# Ski quandry



## powbmps (Oct 7, 2010)

So.....I love my Mojo 90's and want to go a bit shorter.  Supposedly these are the exact same ski.

Will they make me feel even more alone?









They look great with the green AZ theme.


----------



## severine (Oct 7, 2010)

:lol: Love it!


----------



## Hawkshot99 (Oct 8, 2010)

those bbutterflys are cute...


----------



## Puck it (Oct 8, 2010)

They make your are look big.


----------



## powbmps (Oct 8, 2010)

Seriously though.....at 90mm underfoot I'm thinking they are a good everyday ski (when moguls aren't the priority) that will still work in the deeper snow.  I don't know if my ego can take the length reduction (and butterflies), but they should be a little easier to turn in the tight stuff. 

Plus they're only $189.00, and more importantly, have the wife's approval.


----------



## riverc0il (Oct 8, 2010)

powbmps said:


> Plus they're only $189.00, and more importantly, have the wife's approval.


Given that you need the wife's approval, they are clearly perfect for ya.


----------



## bvibert (Oct 8, 2010)

riverc0il said:


> Given that you need the wife's approval, they are clearly perfect for ya.



This! :lol:

Seriously, who cares about the butterflies?  If they're the length you want then go for it.  If they really bother you that much then take a can of paint to the top sheets and call it good.


----------



## Puck it (Oct 8, 2010)

bvibert said:


> This! :lol:
> 
> Seriously, who cares about the butterflies? If they're the length you want then go for it. If they really bother you that much then take a can of paint to the top sheets and call it good.


 

I did not think he was serious.  Rattle can will work well.  Just us Krylon Fusion.  You will have to sand the top sheets first and then spray.  USe stickers to personalize or make some type of stencil to spray a different color.  
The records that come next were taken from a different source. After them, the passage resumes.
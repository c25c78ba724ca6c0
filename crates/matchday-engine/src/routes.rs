//! Match lifecycle endpoints.
//!
//! - `GET /api/matches/{id}` -- current match record
//! - `POST /api/matches/{id}/start` -- kick off in paced mode (202)
//! - `POST /api/matches/{id}/simulate` -- run to full time now (200)
//! - `POST /api/matches/{id}/cancel` -- stop a live match (202)
//!
//! Lifecycle conflicts answer 409, unknown ids 404, an unavailable store
//! 503.

use std::sync::Arc;

use axum::extract::{Path, State};
use axum::http::StatusCode;
use axum::response::IntoResponse;
use axum::routing::{get, post};
use axum::{Json, Router};
use matchday_types::MatchId;
use serde::Serialize;
use tower_http::trace::TraceLayer;

use crate::error::EngineError;
use crate::service::MatchService;

/// Body returned by the start and cancel commands.
#[derive(Debug, Serialize)]
#[serde(rename_all = "camelCase")]
pub struct CommandResponse {
    /// Always `true`; failures use the error body.
    pub ok: bool,
    /// The match the command targeted.
    pub match_id: MatchId,
    /// What happened.
    pub message: String,
}

/// Build the match lifecycle router.
pub fn match_router(service: Arc<MatchService>) -> Router {
    Router::new()
        .route("/api/matches/{id}", get(get_match))
        .route("/api/matches/{id}/start", post(start_match))
        .route("/api/matches/{id}/simulate", post(simulate_match))
        .route("/api/matches/{id}/cancel", post(cancel_match))
        .layer(TraceLayer::new_for_http())
        .with_state(service)
}

// ---------------------------------------------------------------------------
// GET /api/matches/{id}
// ---------------------------------------------------------------------------

async fn get_match(
    State(service): State<Arc<MatchService>>,
    Path(id): Path<String>,
) -> Result<impl IntoResponse, EngineError> {
    let state = service.get(&MatchId::new(id)).await?;
    Ok(Json(state))
}

// ---------------------------------------------------------------------------
// POST /api/matches/{id}/start
// ---------------------------------------------------------------------------

async fn start_match(
    State(service): State<Arc<MatchService>>,
    Path(id): Path<String>,
) -> Result<impl IntoResponse, EngineError> {
    let match_id = MatchId::new(id);
    service.start(&match_id).await?;
    Ok((
        StatusCode::ACCEPTED,
        Json(CommandResponse {
            ok: true,
            message: format!("Match {match_id} kicked off"),
            match_id,
        }),
    ))
}

// ---------------------------------------------------------------------------
// POST /api/matches/{id}/simulate
// ---------------------------------------------------------------------------

async fn simulate_match(
    State(service): State<Arc<MatchService>>,
    Path(id): Path<String>,
) -> Result<impl IntoResponse, EngineError> {
    let state = service.simulate_now(&MatchId::new(id)).await?;
    Ok(Json(state))
}

// ---------------------------------------------------------------------------
// POST /api/matches/{id}/cancel
// ---------------------------------------------------------------------------

async fn cancel_match(
    State(service): State<Arc<MatchService>>,
    Path(id): Path<String>,
) -> Result<impl IntoResponse, EngineError> {
    let match_id = MatchId::new(id);
    service.cancel(&match_id).await?;
    Ok((
        StatusCode::ACCEPTED,
        Json(CommandResponse {
            ok: true,
            message: format!("Match {match_id} will stop at the next minute"),
            match_id,
        }),
    ))
}
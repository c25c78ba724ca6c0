//! Bearer token verification for socket connections.
//!
//! Tokens are issued elsewhere; the hub only verifies them. A token is
//! read from the `Authorization: Bearer <token>` header or, for browser
//! clients that cannot set headers on a socket upgrade, from the `token`
//! query parameter. The header wins when both are present.

use axum::http::HeaderMap;
use axum::http::header::AUTHORIZATION;
use jsonwebtoken::{Algorithm, DecodingKey, Validation, decode};
use matchday_types::UserId;
use serde::{Deserialize, Serialize};

use crate::error::HubError;

/// Claims carried by a hub token.
#[derive(Debug, Clone, PartialEq, Eq, Serialize, Deserialize)]
pub struct Claims {
    /// The authenticated user.
    pub sub: String,
    /// Expiry as seconds since the Unix epoch.
    pub exp: u64,
}

/// Turns a raw token into an authenticated principal.
pub trait TokenVerifier: Send + Sync {
    /// Verify `token` and return the user it was issued to.
    fn verify(&self, token: &str) -> Result<UserId, HubError>;
}

/// HS256 verifier with a shared secret.
pub struct JwtVerifier {
    key: DecodingKey,
    validation: Validation,
}

impl std::fmt::Debug for JwtVerifier {
    fn fmt(&self, f: &mut std::fmt::Formatter<'_>) -> std::fmt::Result {
        f.debug_struct("JwtVerifier").finish_non_exhaustive()
    }
}

impl JwtVerifier {
    /// Create a verifier for tokens signed with `secret`.
    pub fn new(secret: &str) -> Self {
        Self {
            key: DecodingKey::from_secret(secret.as_bytes()),
            validation: Validation::new(Algorithm::HS256),
        }
    }
}

impl TokenVerifier for JwtVerifier {
    fn verify(&self, token: &str) -> Result<UserId, HubError> {
        let data = decode::<Claims>(token, &self.key, &self.validation)
            .map_err(|e| HubError::Authentication(e.to_string()))?;
        let user = UserId::new(data.claims.sub);
        if user.is_empty() {
            return Err(HubError::Authentication(String::from("token has no subject")));
        }
        Ok(user)
    }
}

/// Find the bearer token in the request headers or query.
pub fn extract_token(headers: &HeaderMap, query_token: Option<&str>) -> Result<String, HubError> {
    if let Some(value) = headers.get(AUTHORIZATION) {
        let raw = value
            .to_str()
            .map_err(|e| HubError::Authentication(format!("invalid authorization header: {e}")))?;
        let token = raw
            .strip_prefix("Bearer ")
            .map(str::trim)
            .filter(|t| !t.is_empty())
            .ok_or_else(|| HubError::Authentication(String::from("expected a bearer token")))?;
        return Ok(token.to_owned());
    }

    query_token
        .map(str::trim)
        .filter(|t| !t.is_empty())
        .map(str::to_owned)
        .ok_or_else(|| HubError::Authentication(String::from("no token provided")))
}

#[cfg(test)]
#[allow(clippy::unwrap_used)]
mod tests {
    use axum::http::HeaderValue;
    use jsonwebtoken::{EncodingKey, Header, encode};

    use super::*;

    const SECRET: &str = "test-secret";

    fn token(sub: &str, exp: u64) -> String {
        let claims = Claims {
            sub: sub.to_owned(),
            exp,
        };
        encode(&Header::default(), &claims, &EncodingKey::from_secret(SECRET.as_bytes())).unwrap()
    }

    fn far_future() -> u64 {
        u64::try_from(chrono::Utc::now().timestamp()).unwrap() + 3_600
    }

    #[test]
    fn valid_token_yields_subject() {
        let verifier = JwtVerifier::new(SECRET);
        let user = verifier.verify(&token("user-7", far_future())).unwrap();
        assert_eq!(user, UserId::new("user-7"));
    }

    #[test]
    fn wrong_secret_is_rejected() {
        let verifier = JwtVerifier::new("other-secret");
        let err = verifier.verify(&token("user-7", far_future())).unwrap_err();
        assert!(err.to_string().starts_with("Authentication error: "));
    }

    #[test]
    fn expired_token_is_rejected() {
        let verifier = JwtVerifier::new(SECRET);
        assert!(verifier.verify(&token("user-7", 1_000)).is_err());
    }

    #[test]
    fn header_takes_precedence_over_query() {
        let mut headers = HeaderMap::new();
        headers.insert(AUTHORIZATION, HeaderValue::from_static("Bearer from-header"));
        assert_eq!(extract_token(&headers, Some("from-query")).unwrap(), "from-header");
        assert_eq!(extract_token(&HeaderMap::new(), Some("from-query")).unwrap(), "from-query");
        assert!(extract_token(&HeaderMap::new(), None).is_err());
    }

    #[test]
    fn non_bearer_header_is_rejected() {
        let mut headers = HeaderMap::new();
        headers.insert(AUTHORIZATION, HeaderValue::from_static("Basic abc"));
        assert!(extract_token(&headers, None).is_err());
    }
}
//! Hub settings from the `hub` section of `matchday-config.yaml`.

use matchday_resilience::RateLimitConfig;
use serde::Deserialize;

/// Admission and delivery settings for a [`BroadcastHub`].
///
/// [`BroadcastHub`]: crate::hub::BroadcastHub
#[derive(Debug, Clone, PartialEq, Eq, Deserialize)]
pub struct HubConfig {
    /// Shared secret for HS256 bearer tokens.
    #[serde(default)]
    pub jwt_secret: String,

    /// Connection attempts admitted per remote address.
    #[serde(default = "default_connection_limit")]
    pub connection_limit: RateLimitConfig,

    /// Messages admitted per session and event name.
    #[serde(default = "default_message_limit")]
    pub message_limit: RateLimitConfig,

    /// Outbound frames queued per session before new ones are dropped.
    #[serde(default = "default_session_buffer")]
    pub session_buffer: usize,

    /// Key the connection limit on the first `x-forwarded-for` hop.
    /// Only enable behind a proxy that overwrites the header.
    #[serde(default)]
    pub trust_forwarded_for: bool,
}

impl Default for HubConfig {
    fn default() -> Self {
        Self {
            jwt_secret: String::new(),
            connection_limit: default_connection_limit(),
            message_limit: default_message_limit(),
            session_buffer: default_session_buffer(),
            trust_forwarded_for: false,
        }
    }
}

fn default_connection_limit() -> RateLimitConfig {
    RateLimitConfig {
        max_requests: 20,
        window_ms: 60_000,
    }
}

fn default_message_limit() -> RateLimitConfig {
    RateLimitConfig {
        max_requests: 30,
        window_ms: 1_000,
    }
}

const fn default_session_buffer() -> usize {
    256
}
What about a butterfly stencil?:wink::wink::wink:


----------



## severine (Oct 8, 2010)

I actually like the butterflies.


----------



## tjf67 (Oct 8, 2010)

powbmps said:


> So.....I love my Mojo 90's and want to go a bit shorter.  Supposedly these are the exact same ski.
> 
> Will they make me feel even more alone?
> 
> ...




Are you sure its a mens ski?


----------



## mondeo (Oct 8, 2010)

riverc0il said:


> Given that you need the wife's approval, they are clearly perfect for ya.


 


bvibert said:


> This! :lol:


 


severine said:


> I actually like the butterflies.


They're also perfect for bvibert.


----------



## o3jeff (Oct 8, 2010)

Will they match your outfit?


----------



## mondeo (Oct 8, 2010)

tjf67 said:


> Are you sure its a mens ski?


I think he's sure it's a women's ski.


----------



## gorgonzola (Oct 8, 2010)

whew i couldn't do it. flip side - same thing with a set of pe's a few years back. just couldn't get past the graphics

maybe killer butterflies?


----------



## severine (Oct 8, 2010)

That is the Head Sweet Fat Thang... most def a women's ski.  And I'm sure he knew that already, hence the thread.


----------



## mondeo (Oct 8, 2010)

Also, for what it's worth, I have Roxy PX12s on my all-mountain/park skis. Same idea, same stuff but save money.


----------



## powbmps (Oct 8, 2010)

mondeo said:


> I think he's sure it's a women's ski.



They say it's the exact same ski as the manly purple Mojo 90:

"It doesn't matter what that under aged $7 hour worker at your local big box says... THIS IS THE EXACT SAME SKI AS THE MOJO 90!!
We have skied them, weighed them, verified with Head, and consulted Ouiji boards. It's not our fault that your local dealer is an idiot who doesn't do any research and doesn't know the product he sells. So pick up the best ski that exists, piss off the ignorant big box, and have a blast. Yes, this was marketed as a ladies ski. But once again, for the last time the only difference between this ski and the unisex version Mojo 90 is the topsheet graphics."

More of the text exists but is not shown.